Выбрать главу

Исторический факт служил материалом не только для летописи в собственном смысле слова, но и для так называемого энкомия, похвального слова. Энкомий по сути дела — двойник жития, только объект его не мученик и аскет, а император, полководец или даже писатель. Грань, разумеется, едва различима не только потому, что героем энкомия мог быть патриарх, а героем жития — полководец, но и потому, что в византийском похвальном слове светское лицо наделялось обыкновенно и светскими достоинствами (мужеством, разумом, красноречием), и христианскими добродетелями (благочестием, человеколюбием, смирением). Да и структура энкомия и жития во многом совпадала: и то и другое, к примеру, следовало начинать с рассказа о благородстве происхождения прославляемого героя и о достоинствах его родины.

Самих византийцев, впрочем, больше занимало отличие энкомия не от жития, а от исторического сочинения. «Я пишу историю, а не энкомий» — эту ставшую стандартной фразу мы встречаем у многих византийских историков. Различие обоих жанров особенно бросается в глаза при сопоставлении двух сочинений, созданных одним автором. Один и тот же писатель одно и то же событие нередко освещает по-разному в хронике и в похвальном слове. Мы гадаем, в чем причина — в забывчивости или, может быть, в политическом конформизме, позволявшем легко менять убеждения. Признавая за византийскими писателями все человеческие слабости — и дурную память, и политическую непоследовательность, мы должны все-таки сделать известную скидку и на специфику жанра, на суровую требовательность литературного этикета. Официальная задача историографа, о которой он не забывает заявить в предисловии к своей книге, — истина, даже если он на практике и уклоняется от нее. Энкомий же (по определению) — плод риторики, своего рода искусная литературная игра по наперед данным правилам, и объективное изложение событий никак не входит в программу энкомиаста, По правилам игры и по законам жанра энкомиаст должен превозносить своего героя, должен составить, как тогда говорили, каталог его добродетелей, и для прославления он пользуется, кстати сказать, довольно ограниченным, устойчивым набором приемов и образов.

Энкомий — одно из проявлений византийского риторического искусства. Наряду с ним была распространена монодия — речь, оплакивающая усопшего и тут же превозносящая его достоинства. Одним из вариантов монодии было утешительное слово, обращенное не к покойнику, а к его родне.

Византийской прозаической риторике соответствовали поэтические сочинения, составлявшиеся «на случай»: прославление подвигов, плачи по умершим, эпиталамии, читавшиеся в связи с бракосочетанием, стихи на рождение ребенка, описания щедрых даров.

Отраслью византийской риторики была эпистолография, литература посланий.

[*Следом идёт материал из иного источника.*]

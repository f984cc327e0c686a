//! Decoded entity record: the observable fields the reverser works from.
//!
//! Decoding the game's binary container is an external concern; whatever
//! decoder is plugged in must produce these fields. IVs arrive in the
//! decoded stat order (HP, Atk, Def, Spe, SpA, SpD); the trait generator
//! rolls them with Speed last, so [`EntityRecord::ivs_speed_last`] is the
//! order every confirmation pass uses.

use serde::{Deserialize, Serialize};
use thiserror::Error;

use crate::shiny::{combine_trainer_id, shiny_xor, SHINY_XOR_THRESHOLD};

/// Gender ratio sentinel: species without gender.
pub const GENDER_RATIO_GENDERLESS: u8 = 255;
/// Gender ratio sentinel: always female.
pub const GENDER_RATIO_FEMALE_ONLY: u8 = 254;
/// Gender ratio sentinel: always male.
pub const GENDER_RATIO_MALE_ONLY: u8 = 0;

/// Field-range violations caught before a record enters the pipeline.
#[derive(Debug, Error, PartialEq, Eq)]
pub enum RecordError {
    #[error("flawless IV count must be 0, 3 or 4, got {0}")]
    FlawlessCount(u8),
    #[error("ability number must be 1 or 2, got {0}")]
    AbilityNumber(u8),
    #[error("gender must be 0, 1 or 2, got {0}")]
    Gender(u8),
    #[error("nature must be below 25, got {0}")]
    Nature(u8),
    #[error("IV in slot {slot} out of range: {value}")]
    IvOutOfRange { slot: usize, value: u8 },
}

/// One decoded entity, as handed over by the record decoder.
#[derive(Debug, Clone, Copy, PartialEq, Eq, Serialize, Deserialize)]
pub struct EntityRecord {
    pub encryption_constant: u32,
    pub personality: u32,
    pub trainer_id: u16,
    pub secret_id: u16,
    /// Decoded stat order: HP, Atk, Def, Spe, SpA, SpD.
    pub ivs: [u8; 6],
    pub flawless_iv_count: u8,
    pub ability_number: u8,
    /// 0 male, 1 female, 2 genderless.
    pub gender: u8,
    pub gender_ratio: u8,
    pub nature: u8,
    pub is_alpha: bool,
    #[serde(default)]
    pub height_scalar: u8,
    #[serde(default)]
    pub weight_scalar: u8,
}

impl EntityRecord {
    /// Shiny against the owning trainer's real ids.
    pub fn is_shiny(&self) -> bool {
        let blob = combine_trainer_id(self.secret_id, self.trainer_id);
        shiny_xor(self.personality, blob) < SHINY_XOR_THRESHOLD
    }

    /// IVs in roll order (HP, Atk, Def, SpA, SpD, Spe): the decoded Spe
    /// slot rotates to the end.
    pub fn ivs_speed_last(&self) -> [u8; 6] {
        let v = self.ivs;
        [v[0], v[1], v[2], v[4], v[5], v[3]]
    }

    /// True when the species skips the gender roll entirely.
    pub fn has_fixed_gender(&self) -> bool {
        matches!(
            self.gender_ratio,
            GENDER_RATIO_GENDERLESS | GENDER_RATIO_FEMALE_ONLY | GENDER_RATIO_MALE_ONLY
        )
    }

    /// Range-check every bounded field.
    pub fn validate(&self) -> Result<(), RecordError> {
        if !matches!(self.flawless_iv_count, 0 | 3 | 4) {
            return Err(RecordError::FlawlessCount(self.flawless_iv_count));
        }
        if !matches!(self.ability_number, 1 | 2) {
            return Err(RecordError::AbilityNumber(self.ability_number));
        }
        if self.gender > 2 {
            return Err(RecordError::Gender(self.gender));
        }
        if self.nature >= 25 {
            return Err(RecordError::Nature(self.nature));
        }
        for (slot, &value) in self.ivs.iter().enumerate() {
            if value > 31 {
                return Err(RecordError::IvOutOfRange { slot, value });
            }
        }
        Ok(())
    }
}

Византийское письмо отнюдь не только средство общения между близкими людьми, оно вместе с тем и художественное произведение, созданное по определенным правилам. Существовали образцы для составления посланий, издавались, как уже сказано, сборники писем.

Византийскую литературу неверно было бы представлять себе всегда сурово нахмуренной, наставительно-серьезной, поглощенной богословскими и этическими проблемами. Византийцы любили и острое слово, и грубую шутку. Лукианом здесь возмущались, но вместе с тем ему подражали. Византийцы создавали в стихах и прозе сатирические сценки, героями которых могли быть монахи-обжоры, жалкий муж под каблуком своей жены, несчастный пациент в руках невежественного эскулапа. Сохранились и насмешливые ямбы, и гневные памфлеты, поднимающиеся над уровнем критики бытовых пороков, — смех становился орудием борьбы разума против суеверий, честности против пресмыкательства и продажности. Византийская сатира нередко рядилась в образы животного эпоса, выливалась в басни об осле и лисице, в «поучительное повествование» о битве между хищниками и травоядными.

Византия, прославившая монашеское целомудрие, не пренебрегала и любовным романом — прозаическим или поэтическим повествованием о разлуке влюбленных и мучительных скитаниях их в поисках друг друга. Разумеется, читателю предоставлялась возможность аллегорически истолковать любовное томление и страстные объятия, о которых шла речь в романах, в духе аскетического благочестия, как символ устремления души к божеству. Образцом для такого толкования служила экзегеза к библейской книге «Песнь песней». Ведь и сам Христос в средневековой символике трактовался как небесный жених невесты-церкви.